**Task directions**
What's required is a verbatim printout of all the data.
↓↓↓
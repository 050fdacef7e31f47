use mitospace_client::App;

fn main() -> eframe::Result<()> {
    env_logger::Builder::from_env(env_logger::Env::default().default_filter_or("info")).init();
    log::info!("Starting MitoSpace client (native)...");

    let native_options = eframe::NativeOptions {
        viewport: egui::ViewportBuilder::default()
            .with_inner_size([1400.0, 860.0])
            .with_min_inner_size([900.0, 600.0])
            .with_title("MitoSpace - Mitochondrial Phenotype Explorer"),
        depth_buffer: 24,
        ..Default::default()
    };

    eframe::run_native(
        "MitoSpace",
        native_options,
        Box::new(|cc| Ok(Box::new(App::new(cc)))),
    )
}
↑↑↑
**Answer**
repository 050fdacef7e31f47
use mitospace_client::App;

fn main() -> eframe::Result<()> {
    env_logger::Builder::from_env(env_logger::Env::default().default_filter_or("info")).init();
    log::info!("Starting MitoSpace client (native)...");

    let native_options = eframe::NativeOptions {
        viewport: egui::ViewportBuilder::default()
            .with_inner_size([1400.0, 860.0])
            .with_min_inner_size([900.0, 600.0])
            .with_title("MitoSpace - Mitochondrial Phenotype Explorer"),
        depth_buffer: 24,
        ..Default::default()
    };

    eframe::run_native(
        "MitoSpace",
        native_options,
        Box::new(|cc| Ok(Box::new(App::new(cc)))),
    )
}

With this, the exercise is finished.